In the 1980s, Greens was a spiritual practice place. It was part of San Francisco Zen Center, a bare, incense-filled meditation center in a neighborhood where a roaring freeway sliced through. Greens sprouted from the Sōtō School of Japanese Buddhism, known for its plain style of sitting meditation, its striking austerity. Greens opened five years before I had my first oakleaf lesson from Karen. Zen Center’s roshi conceived it as a place of employment and spiritual practice for Zen students; also as an outlet for the harvest of its farm in West Marin. Deborah Madison, who now writes cookbooks in New Mexico, was the founding chef.

I wasn’t a formal Zen student when I started at Greens, though my boyfriend, Steve, had been one. He burned incense at home in our small street-level apartment in Cole Valley. The burned incense left fine, silken ash on the section of bookshelf he called his altar. He showed me how to meditate in Sōtō style, with my ass wedged onto a fat black cushion, trying in vain to watch my thoughts stream past without bolting up to fish them out. Steve had been a waiter at Greens, and since I was a Zen Center outsider and had never cooked professionally or been to culinary school, he convinced Ed Brown, the manager, to give me a shot.
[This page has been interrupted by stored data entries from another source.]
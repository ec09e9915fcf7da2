//! Admin credential gate.
//!
//! A static email/password check against configured credentials. A successful
//! login issues an opaque session token kept in process memory; restarting the
//! process logs everyone out. The admin API and the dashboard both require a
//! session.

use std::collections::HashSet;
use std::sync::Arc;

use axum::{
    extract::{Request, State},
    http::header::AUTHORIZATION,
    middleware::Next,
    response::Response,
};
use tokio::sync::RwLock;
use tracing::{info, warn};
use uuid::Uuid;

use crate::errors::AppError;
use crate::state::AppState;

/// Proof of a successful admin login. Only `AdminGate` can create one.
#[derive(Debug, Clone, PartialEq, Eq)]
pub struct AdminSession {
    token: Uuid,
}

impl AdminSession {
    pub fn token(&self) -> Uuid {
        self.token
    }
}

#[derive(Clone)]
pub struct AdminGate {
    email: String,
    password: String,
    sessions: Arc<RwLock<HashSet<Uuid>>>,
}

impl AdminGate {
    pub fn new(email: String, password: String) -> Self {
        Self {
            email,
            password,
            sessions: Arc::new(RwLock::new(HashSet::new())),
        }
    }

    pub async fn login(&self, email: &str, password: &str) -> Result<AdminSession, AppError> {
        if !email.eq_ignore_ascii_case(self.email.trim()) || password != self.password {
            warn!("Rejected admin login for {email}");
            return Err(AppError::Unauthorized);
        }

        let token = Uuid::new_v4();
        self.sessions.write().await.insert(token);
        info!("Admin session opened");
        Ok(AdminSession { token })
    }

    pub async fn logout(&self, session: &AdminSession) {
        self.sessions.write().await.remove(&session.token);
        info!("Admin session closed");
    }

    /// Resolves a bearer token to a live session.
    pub async fn session(&self, token: Uuid) -> Option<AdminSession> {
        self.sessions
            .read()
            .await
            .contains(&token)
            .then_some(AdminSession { token })
    }
}

fn bearer_token(request: &Request) -> Option<Uuid> {
    let value = request.headers().get(AUTHORIZATION)?.to_str().ok()?;
    let token = value.strip_prefix("Bearer ")?;
    Uuid::parse_str(token.trim()).ok()
}

/// Middleware guarding `/api/admin/*`. Puts the resolved `AdminSession` into
/// request extensions for downstream handlers.
pub async fn require_admin(
    State(state): State<AppState>,
    mut request: Request,
    next: Next,
) -> Result<Response, AppError> {
    let token = bearer_token(&request).ok_or(AppError::Unauthorized)?;
    let session = state
        .admin_gate
        .session(token)
        .await
        .ok_or(AppError::Unauthorized)?;

    request.extensions_mut().insert(session);
    Ok(next.run(request).await)
}
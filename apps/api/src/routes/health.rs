use axum::{extract::State, Json};
use serde_json::{json, Value};

use crate::state::AppState;

/// GET /health
/// Returns a simple status object with service version and storage backend.
pub async fn health_handler(State(state): State<AppState>) -> Json<Value> {
    let storage = if state.config.database_url.is_some() {
        "postgres"
    } else {
        "memory"
    };

    Json(json!({
        "status": "ok",
        "version": env!("CARGO_PKG_VERSION"),
        "service": "portfolio-api",
        "storage": storage,
    }))
}
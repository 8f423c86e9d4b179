//! The logical display device: lifecycle and exclusive sessions
//!
//! [`GroveLcd`] owns the serialized transport and the session
//! bookkeeping. It is const-constructible, so the surrounding glue can
//! keep it in a `static` and drive it from any task:
//!
//! ```text
//! static LCD: GroveLcd<Bus> = GroveLcd::new();
//! ```
//!
//! Register access is only reachable through an open [`Session`], so a
//! closed or detached device cannot be driven by stale callers.

use core::cell::RefCell;

use chromagram_core::session::{DeviceState, SessionError, SessionToken};
use chromagram_protocol::Command;
use embassy_sync::blocking_mutex::raw::CriticalSectionRawMutex;
use embassy_sync::blocking_mutex::Mutex as BlockingMutex;
use embedded_hal_async::i2c::I2c;

use super::backlight::{self, BacklightConfig};
use super::reg::{self, Target};
use super::transport::{Transaction, Transport, TransportError};

/// The Grove RGB LCD as a single logical device
///
/// Two independent locks protect it: the transport mutex serializes
/// individual register transactions, and a short critical section
/// guards the attach/session state. Neither is ever held across the
/// other for longer than one state transition.
pub struct GroveLcd<B> {
    transport: Transport<B>,
    state: BlockingMutex<CriticalSectionRawMutex, RefCell<DeviceState>>,
}

impl<B> GroveLcd<B> {
    /// Create a detached device.
    pub const fn new() -> Self {
        Self {
            transport: Transport::new(),
            state: BlockingMutex::new(RefCell::new(DeviceState::new())),
        }
    }

    /// Whether a bus handle is currently attached.
    pub fn is_attached(&self) -> bool {
        self.state.lock(|state| state.borrow().is_attached())
    }
}

impl<B> Default for GroveLcd<B> {
    fn default() -> Self {
        Self::new()
    }
}

impl<B: I2c> GroveLcd<B> {
    /// Attach a bus handle and bring up the backlight.
    ///
    /// The bring-up is best effort: failed writes are logged and the
    /// device is exposed for sessions regardless. Hands the handle back
    /// as `Err` when a device is already attached.
    pub async fn attach(&self, bus: B, config: BacklightConfig) -> Result<(), B> {
        self.transport.attach(bus).await?;
        backlight::initialize(&self.transport, &config).await;
        // expose the device only after bring-up has run
        self.state.lock(|state| state.borrow_mut().attach());
        Ok(())
    }

    /// Detach and return the bus handle, if any.
    ///
    /// Any open session is force-closed; an in-flight transaction
    /// finishes first because removal takes the transport lock.
    pub async fn detach(&self) -> Option<B> {
        self.state.lock(|state| state.borrow_mut().detach());
        self.transport.detach().await
    }

    /// Open the exclusive session.
    ///
    /// Strict try semantics: never waits. Fails with
    /// [`SessionError::DeviceBusy`] while another session is open and
    /// [`SessionError::DeviceNotReady`] before attach; neither refusal
    /// changes the device state.
    pub fn open_session(&self) -> Result<Session<'_, B>, SessionError> {
        let token = self.state.lock(|state| state.borrow_mut().try_open())?;
        Ok(Session {
            device: self,
            token,
        })
    }
}

/// An open exclusive session on the device
///
/// Dropping the session (or calling [`close`](Session::close)) releases
/// the device for the next opener. A session that outlives a detach
/// keeps its handle but every transaction fails with
/// [`TransportError::NotAttached`].
pub struct Session<'a, B> {
    device: &'a GroveLcd<B>,
    token: SessionToken,
}

impl<B> Drop for Session<'_, B> {
    fn drop(&mut self) {
        self.device
            .state
            .lock(|state| state.borrow_mut().close(self.token));
    }
}

impl<B: I2c> Session<'_, B> {
    /// Read one byte from a register.
    pub async fn read(
        &self,
        target: Target,
        register: u8,
    ) -> Result<u8, TransportError<B::Error>> {
        self.device.transport.read(target, register).await
    }

    /// Write one byte to a register.
    pub async fn write(
        &self,
        target: Target,
        register: u8,
        value: u8,
    ) -> Result<(), TransportError<B::Error>> {
        self.device.transport.write(target, register, value).await
    }

    /// Execute one transaction. Reads return `Some(byte)`.
    pub async fn transact(
        &self,
        transaction: Transaction,
    ) -> Result<Option<u8>, TransportError<B::Error>> {
        self.device.transport.transact(transaction).await
    }

    /// Issue a controller command: the opcode byte, then the parameter
    /// byte when the instruction carries one.
    pub async fn send_command(&self, command: Command) -> Result<(), TransportError<B::Error>> {
        let (opcode, param) = command.encode();
        self.write(Target::Text, reg::text::DISPLAY, opcode).await?;
        if let Some(param) = param {
            self.write(Target::Text, reg::text::DISPLAY, param).await?;
        }
        Ok(())
    }

    /// Write one character-data byte at the current DDRAM address.
    pub async fn write_data(&self, data: u8) -> Result<(), TransportError<B::Error>> {
        self.write(Target::Text, reg::text::LETTERS, data).await
    }

    /// Close the session, releasing the device.
    pub fn close(self) {}
}
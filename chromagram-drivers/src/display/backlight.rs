//! Backlight controller bring-up
//!
//! Runs once at attach, before the device accepts sessions. The display
//! stays usable without its backlight, so the writes are best effort: a
//! failed step is logged and the sequence continues.

use embedded_hal_async::i2c::I2c;

use super::reg::{self, Target};
use super::transport::Transport;

/// LED_OUT value selecting individual PWM control on every channel.
const LED_OUT_PWM: u8 = 0xAA;

/// Default PWM duty for each color channel (mid brightness).
const DEFAULT_PWM: u8 = 0x7F;

/// Backlight color applied during bring-up
#[derive(Debug, Clone, Copy, PartialEq, Eq)]
#[cfg_attr(feature = "defmt", derive(defmt::Format))]
pub struct BacklightConfig {
    /// Red channel PWM duty
    pub red: u8,
    /// Green channel PWM duty
    pub green: u8,
    /// Blue channel PWM duty
    pub blue: u8,
}

impl Default for BacklightConfig {
    /// Mid-brightness white.
    fn default() -> Self {
        Self {
            red: DEFAULT_PWM,
            green: DEFAULT_PWM,
            blue: DEFAULT_PWM,
        }
    }
}

/// Run the bring-up sequence against the backlight controller.
///
/// Fixed order: MODE1 (wake), MODE2 (driver config), the three PWM
/// channels, then LED_OUT. Each step is one serialized transport write.
pub(crate) async fn initialize<B: I2c>(transport: &Transport<B>, config: &BacklightConfig) {
    let steps = [
        (reg::backlight::MODE1, 0x00),
        (reg::backlight::MODE2, 0x00),
        (reg::backlight::PWM_BLUE, config.blue),
        (reg::backlight::PWM_GREEN, config.green),
        (reg::backlight::PWM_RED, config.red),
        (reg::backlight::LED_OUT, LED_OUT_PWM),
    ];

    for (register, value) in steps {
        if transport
            .write(Target::Backlight, register, value)
            .await
            .is_err()
        {
            #[cfg(feature = "defmt")]
            defmt::warn!("backlight bring-up: write to reg {=u8:#x} failed", register);
        }
    }
}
It’s hard enough to cultivate mindfulness while sitting in a quiet room. Imagine doing it on the line in a restaurant kitchen: tickets for new orders cascading from an evil-sounding printer; heat, bodies, and emotions; misfires and chaos. At Greens there was no blasting of Eurythmics or Prince (it was the ‘eighties), but there were mandatory silent work periods, when we’d talk only when speech was necessary. We’d stop twice during a prep shift to offer incense and bow, everyone, together, facing the altar nailed to a wall in the kitchen. Even when things got stressful, another cook told me, I should try and feel my feet against the floor; I should consciously breathe.

It was impossible to do either for more than a few seconds, before some new distraction seduced my attention. The only reliable thing I found to hold my awareness—to blot out the noise and movement of the kitchen—was the food itself. I sucked at meditating in the formal way. Opening a wire and wood-slat crate of bundled sorrel, though, one that came off the farm truck that morning, and was still damp from the field, somewhere behind the headlands I saw out the windows in the dining room: It made me feel the ground beneath my feet, even if I didn’t always remember to feel the rubber kitchen mats under my sneakers. Ingredients so lately rooted in dirt—someplace nearby, where I had been to see the fields, smelled the nearby ocean in the air, and heard the pinging of bees in flowering rosemary—became my meditation. I felt I couldn’t dishonor them by being sloppy or distracted in the kitchen. They gave me a feeling of calm, and a reason to focus.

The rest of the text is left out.